A wide range of patients and the public, brought together by the Yorkshire & Humber AHSN, provided insights to help the launch of national research which is evaluating how new tests, designed to be quicker and more accurate, perform in the real-life settings of hospitals, general practices and care homes.
The panel of 24 people, with backgrounds including two Paralympians, microbiologists, lecturers, carers, and cancer sufferers, took part in remote video meetings organised by AHSN colleague Graham Prestwich, to highlight the issues they felt the research should address about care home diagnostics and inclusion of samples from black, Asian and minority ethnic groups.
Graham said: “It was very clear from the discussions and subsequent large amounts of feedback that the panel wanted to see very good, clear communications about the tests. And they very strongly felt they wanted all communities included.
“They came from all ages and experiences and had worked in a wide range of settings, and their views helped to secure the funding for this very important research.
“I was pleased that the AHSN was able to respond quickly and effectively to urgent national requirements and for the feedback on the event to be very positive.
“As a result of this piece we have been asked to continue to support the Patient and Public Involvement work through membership of the CONDOR Steering Group.”
CONDOR – the COVID-19 National DiagnOstic Research and Evaluation Platform – funded by the National Institute for Health Research, UK Research and Innovation, and Asthma UK and British Lung Foundation – will create a single national route for evaluating new diagnostic tests in hospitals and in community healthcare settings.
The main test currently used often involves sending samples away to laboratories, which can take up to 72 hours to provide results. Some new tests may be able to provide almost immediate results in hospitals, GP surgeries or during home visits, but many have yet to be thoroughly evaluated in these settings.
Dissemination and national rollout of promising tests will be led by the Academic Health Science Networks in North East and North Cumbria and in Yorkshire and Humber.
Co-primary investigator Professor Gail Hayward is Associate Professor at Oxford University’s Nuffield Department of Primary Care Health Sciences and Deputy Director of the NIHR Community Healthcare MedTech and IVD Co-operative. She said: “While a new diagnostic test might work well in a lab under controlled conditions, there are many different factors that could make it less accurate when you take that test out of the lab and into the real world.

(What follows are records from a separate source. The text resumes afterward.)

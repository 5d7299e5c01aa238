// SPDX-License-Identifier: MIT OR Apache-2.0

#![forbid(unsafe_code)]

use crate::GrbError;
use crate::control::CancelToken;
use crate::observability::ProgressSink;

/// Optional hooks threaded through a replay: cancellation and progress.
#[derive(Clone, Copy, Default)]
pub struct ExecutionContext<'a> {
    pub cancel: Option<&'a CancelToken>,
    pub progress: Option<&'a dyn ProgressSink>,
}

impl<'a> ExecutionContext<'a> {
    /// Creates a context with no optional hooks.
    pub fn new() -> Self {
        Self::default()
    }

    /// Sets the optional cancellation token.
    pub fn with_cancel(mut self, cancel: &'a CancelToken) -> Self {
        self.cancel = Some(cancel);
        self
    }

    /// Sets an optional progress sink.
    pub fn with_progress_sink(mut self, progress: &'a dyn ProgressSink) -> Self {
        self.progress = Some(progress);
        self
    }

    /// Returns true when cancellation has been requested.
    pub fn is_cancelled(&self) -> bool {
        self.cancel.is_some_and(CancelToken::is_cancelled)
    }

    /// Returns a cancelled error when cancellation has been requested.
    pub fn check_cancelled(&self) -> Result<(), GrbError> {
        if self.is_cancelled() {
            return Err(GrbError::cancelled());
        }
        Ok(())
    }

    pub fn report_progress(&self, row: usize, total_rows: usize) {
        if let Some(progress) = self.progress {
            progress.on_progress(row, total_rows);
        }
    }
}

impl std::fmt::Debug for ExecutionContext<'_> {
    fn fmt(&self, f: &mut std::fmt::Formatter<'_>) -> std::fmt::Result {
        f.debug_struct("ExecutionContext")
            .field("cancel", &self.cancel)
            .field("progress", &self.progress.map(|_| "<sink>"))
            .finish()
    }
}

#[cfg(test)]
mod tests {
    use super::ExecutionContext;
    use crate::{CancelToken, GrbError, ProgressSink};
    use std::sync::Mutex;

    #[derive(Default)]
    struct RecordingSink {
        rows: Mutex<Vec<(usize, usize)>>,
    }

    impl ProgressSink for RecordingSink {
        fn on_progress(&self, row: usize, total_rows: usize) {
            self.rows
                .lock()
                .expect("sink mutex should not be poisoned")
                .push((row, total_rows));
        }
    }

    #[test]
    fn default_context_is_never_cancelled() {
        let ctx = ExecutionContext::new();
        assert!(!ctx.is_cancelled());
        assert!(ctx.check_cancelled().is_ok());
        ctx.report_progress(3, 10);
    }

    #[test]
    fn cancelled_token_surfaces_cancelled_error() {
        let cancel = CancelToken::new();
        let ctx = ExecutionContext::new().with_cancel(&cancel);
        assert!(ctx.check_cancelled().is_ok());
        cancel.cancel();
        assert_eq!(ctx.check_cancelled(), Err(GrbError::Cancelled));
    }

    #[test]
    fn progress_is_forwarded_to_sink() {
        let sink = RecordingSink::default();
        let ctx = ExecutionContext::new().with_progress_sink(&sink);
        ctx.report_progress(0, 4);
        ctx.report_progress(1, 4);
        let rows = sink.rows.lock().expect("sink mutex should not be poisoned");
        assert_eq!(*rows, vec![(0, 4), (1, 4)]);
    }
}
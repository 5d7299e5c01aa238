// SPDX-License-Identifier: MIT OR Apache-2.0

#![forbid(unsafe_code)]

//! Poisson-FOCuS changepoint statistic.
//!
//! Every candidate is a point `(t, X_t, Λ_t)` of cumulative observed counts
//! and cumulative forecast rate. The likelihood-ratio statistic for "the rate
//! was multiplied by `mu` starting after candidate `q`" up to a later point
//! `p` only depends on `S = X_p - X_q` and `L = Λ_p - Λ_q`:
//!
//! `f(mu) = S ln(mu) - L (mu - 1)`,
//!
//! maximized over `mu >= mu_min`. For a fixed `mu` the best anchor minimizes
//! `X - k Λ` with `k = (mu - 1) / ln(mu)`, so only the lower convex hull of the
//! candidate points can ever hold the maximum, and a hull edge whose slope
//! does not exceed `k_min = k(mu_min)` can never indicate an increase.

use grb_core::GrbError;

/// Lower bound on the detectable rate ratio, with derived constants.
#[derive(Clone, Copy, Debug, PartialEq)]
pub struct RateFloor {
    mu_min: f64,
    ln_mu_min: f64,
    k_min: f64,
}

impl RateFloor {
    pub fn new(mu_min: f64) -> Result<Self, GrbError> {
        if !mu_min.is_finite() || mu_min < 1.0 {
            return Err(GrbError::invalid_input(format!(
                "mu_min must be finite and >= 1; got {mu_min}"
            )));
        }
        let ln_mu_min = mu_min.ln();
        // limit of (mu - 1) / ln(mu) as mu -> 1
        let k_min = if mu_min > 1.0 {
            (mu_min - 1.0) / ln_mu_min
        } else {
            1.0
        };
        Ok(Self {
            mu_min,
            ln_mu_min,
            k_min,
        })
    }

    pub fn mu_min(&self) -> f64 {
        self.mu_min
    }

    /// Maximum of `S ln(mu) - L (mu - 1)` over `mu >= mu_min`, floored at 0.
    pub fn max_statistic(&self, s: f64, l: f64) -> f64 {
        if l <= 0.0 || s <= 0.0 {
            return 0.0;
        }
        let ratio = s / l;
        if ratio >= self.mu_min {
            s * ratio.ln() - (s - l)
        } else if ratio > self.k_min {
            s * self.ln_mu_min - l * (self.mu_min - 1.0)
        } else {
            0.0
        }
    }
}

/// Changepoint hypothesis anchored at time `t`.
#[cfg_attr(feature = "serde", derive(serde::Serialize, serde::Deserialize))]
#[derive(Clone, Copy, Debug, PartialEq)]
pub struct Candidate {
    /// Anchor time; the hypothesised change starts right after it.
    pub t: usize,
    /// Cumulative observed counts up to `t`.
    pub counts: f64,
    /// Cumulative forecast rate up to `t`.
    pub rate: f64,
}

impl Candidate {
    const ORIGIN: Self = Self {
        t: 0,
        counts: 0.0,
        rate: 0.0,
    };

    pub fn start(&self) -> usize {
        self.t
    }

    /// Best statistic for a change starting after `self` and persisting until
    /// `other`'s time.
    pub fn best_between(&self, other: &Candidate, floor: &RateFloor) -> f64 {
        floor.max_statistic(other.counts - self.counts, other.rate - self.rate)
    }

    fn advanced(&self, observed: f64, forecast: f64) -> Self {
        Self {
            t: self.t + 1,
            counts: self.counts + observed,
            rate: self.rate + forecast,
        }
    }
}

/// Online Poisson-FOCuS engine.
///
/// `global_max` is the running maximum statistic since construction or the
/// last [`reset`](Self::reset). It only moves when a step's maximum exceeds
/// both the critical level `threshold^2 / 2` and the value already held, so it
/// is zero until the first crossing and never decreases afterwards.
/// `time_offset` keeps tracking the age of the anchor that produced it.
#[derive(Clone, Debug, PartialEq)]
pub struct PoissonFocus {
    critical: f64,
    floor: RateFloor,
    // Lower hull of anchors, oldest first; the last entry is the running head.
    candidates: Vec<Candidate>,
    global_max: f64,
    time_offset: usize,
}

impl PoissonFocus {
    /// `threshold` is in standard-deviation units.
    pub fn new(threshold: f64, mu_min: f64) -> Result<Self, GrbError> {
        if !threshold.is_finite() || threshold <= 0.0 {
            return Err(GrbError::invalid_input(format!(
                "FOCuS threshold must be finite and > 0; got {threshold}"
            )));
        }
        Ok(Self {
            critical: threshold * threshold / 2.0,
            floor: RateFloor::new(mu_min)?,
            candidates: vec![Candidate::ORIGIN],
            global_max: 0.0,
            time_offset: 0,
        })
    }

    pub fn reset(&mut self) {
        self.candidates.clear();
        self.candidates.push(Candidate::ORIGIN);
        self.global_max = 0.0;
        self.time_offset = 0;
    }

    pub fn global_max(&self) -> f64 {
        self.global_max
    }

    /// Current age of the anchor behind `global_max`, zero when `global_max`
    /// is zero.
    pub fn time_offset(&self) -> usize {
        self.time_offset
    }

    /// Candidates ordered oldest to newest, the newest being the current time.
    pub fn candidates(&self) -> &[Candidate] {
        &self.candidates
    }

    pub fn floor(&self) -> &RateFloor {
        &self.floor
    }

    pub fn mu_min(&self) -> f64 {
        self.floor.mu_min()
    }

    /// Ingests one observed count against its forecast rate.
    pub fn update(&mut self, observed: f64, forecast: f64) -> Result<(), GrbError> {
        if !observed.is_finite() || observed < 0.0 {
            return Err(GrbError::numerical_issue(format!(
                "FOCuS observed count must be finite and >= 0; got {observed}"
            )));
        }
        if !forecast.is_finite() || forecast <= 0.0 {
            return Err(GrbError::numerical_issue(format!(
                "FOCuS forecast rate must be finite and > 0; got {forecast}"
            )));
        }

        let head = self.candidates[self.candidates.len() - 1];
        let next = head.advanced(observed, forecast);
        if self.global_max > 0.0 {
            self.time_offset += 1;
        }

        while self.candidates.len() >= 2 {
            let len = self.candidates.len();
            let prev = self.candidates[len - 2];
            let last = self.candidates[len - 1];
            // slope(prev, last) >= slope(last, next): `last` is not a hull vertex
            let left = (last.counts - prev.counts) * (next.rate - last.rate);
            let right = (next.counts - last.counts) * (last.rate - prev.rate);
            if left >= right {
                self.candidates.pop();
            } else {
                break;
            }
        }

        // Hull slopes increase towards the head, so if the final edge cannot
        // indicate an increase no anchor can.
        if let Some(last) = self.candidates.last()
            && next.counts - last.counts <= self.floor.k_min * (next.rate - last.rate)
        {
            self.candidates.clear();
        }
        self.candidates.push(next);

        let mut best = 0.0;
        let mut offset = 0;
        for q in &self.candidates[..self.candidates.len() - 1] {
            let value = q.best_between(&next, &self.floor);
            if value > best {
                best = value;
                offset = next.t - q.t;
            }
        }
        if !best.is_finite() {
            return Err(GrbError::numerical_issue(format!(
                "FOCuS statistic became non-finite at t={}",
                next.t
            )));
        }

        if best > self.critical && best > self.global_max {
            self.global_max = best;
            self.time_offset = offset;
        }
        Ok(())
    }
}
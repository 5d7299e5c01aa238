// SPDX-License-Identifier: MIT OR Apache-2.0

#![forbid(unsafe_code)]

use std::sync::Arc;
use std::sync::atomic::{AtomicBool, Ordering};

/// Cooperative cancellation flag shared between a scan and its caller.
#[derive(Clone, Debug, Default)]
pub struct CancelToken {
    cancelled: Arc<AtomicBool>,
}

impl CancelToken {
    pub fn new() -> Self {
        Self::default()
    }

    pub fn cancel(&self) {
        self.cancelled.store(true, Ordering::Release);
    }

    pub fn is_cancelled(&self) -> bool {
        self.cancelled.load(Ordering::Acquire)
    }
}

#[cfg(test)]
mod tests {
    use super::CancelToken;

    #[test]
    fn clones_share_cancellation_state() {
        let token = CancelToken::new();
        let observer = token.clone();
        assert!(!observer.is_cancelled());
        token.cancel();
        assert!(observer.is_cancelled());
    }
}
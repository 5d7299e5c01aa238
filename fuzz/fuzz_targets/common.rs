// SPDX-License-Identifier: MIT OR Apache-2.0

#![allow(dead_code)]

/// Reads fuzz input front to back, yielding zeros once it runs dry.
pub struct ByteCursor<'a> {
    data: &'a [u8],
    pos: usize,
}

impl<'a> ByteCursor<'a> {
    pub fn new(data: &'a [u8]) -> Self {
        Self { data, pos: 0 }
    }

    pub fn next_u8(&mut self) -> u8 {
        let byte = self.data.get(self.pos).copied().unwrap_or(0);
        self.pos = self.pos.saturating_add(1);
        byte
    }

    pub fn next_u16(&mut self) -> u16 {
        u16::from_le_bytes([self.next_u8(), self.next_u8()])
    }

    pub fn is_exhausted(&self) -> bool {
        self.pos >= self.data.len()
    }
}

/// Maps `seed` into `[lo, hi]`.
pub fn bounded(seed: u8, lo: usize, hi: usize) -> usize {
    if hi <= lo {
        return lo;
    }
    lo + usize::from(seed) % (hi - lo + 1)
}

/// Maps `seed` onto `[lo, hi]` with occasional non-finite and boundary values.
pub fn real(seed: u8, lo: f64, hi: f64) -> f64 {
    match seed {
        0 => 0.0,
        1 => f64::NAN,
        2 => f64::INFINITY,
        3 => -1.0,
        _ => lo + (hi - lo) * f64::from(seed) / 255.0,
    }
}

/// Mostly small counts with rare spikes, long zero runs and huge values.
pub fn count(seed: u16) -> u64 {
    match seed % 64 {
        0 => 0,
        1 => u64::from(seed),
        2 => u64::MAX,
        _ => u64::from(seed % 32),
    }
}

“These include the range of ways that COVID-19 can present itself, from non-symptomatic carriers to post-symptomatic people who have recovered, the range of other illnesses people might have, and the challenges of performing tests in a busy clinical environment.
“Right now there’s a critical gap in how we road-test new diagnostics for COVID-19. By robustly evaluating these diagnostics in health and care settings, the CONDOR programme will help the government and clinicians to understand the real-world accuracy of these tests in patients presenting with COVID-19 symptoms in the NHS.”
Lord Bethell, Minister for Innovation at the Department of Health and Social Care, said: “We need the fastest, most accurate tests in the NHS to help keep COVID-19 under control.
“I’m delighted we’re committing £1.3m to this brilliant new national research programme, to evaluate how new diagnostic tests perform in health and social care settings – so we can track levels of infection and immunity across the country and help keep people safe.”
The programme is led by Manchester University NHS Foundation Trust and the University of Oxford, in collaboration with four NIHR Medtech and In vitro diagnostics Co-operatives (MICs) – NIHR Community Healthcare MIC, NIHR Leeds MIC, NIHR London MIC and the NIHR Newcastle MIC – Manchester University NHS Foundation Trust’s Diagnostics and Technology Accelerator (DiTA), the University of Nottingham, Asthma UK and the British Lung Foundation, and the National Measurement Laboratory, hosted at LGC.
The research team will work with the government and its scientific advisors to identify which new commercially developed diagnostic tests could be most valuable in the NHS.
The research will be supported by the expertise of NIHR MICs, existing teams in NHS organisations and universities that work with companies and specialise in evaluating, and generating high quality evidence on, in vitro diagnostic tests.
Dr Michael Messenger, Deputy Director of the NIHR Leeds MIC and now seconded to the government as a Scientific Advisor to the COVID-19 Testing Programme, said: “We’ve got a wealth of expertise in the NIHR MICs, with Newcastle providing care pathway analysis expertise, the experts in Oxford leading on evaluating tests in community settings, Leeds and Newcastle advising on analytical validation of tests, and London specialising in human factors in diagnostic testing. We’ve also brought in DiTA, which has expertise in evaluating tests in acute care environments.
“The MICs allow us to instantly access a network of experts across the country who specialise in evaluating in vitro diagnostics and provide a valuable infrastructure in the government response to COVID-19.”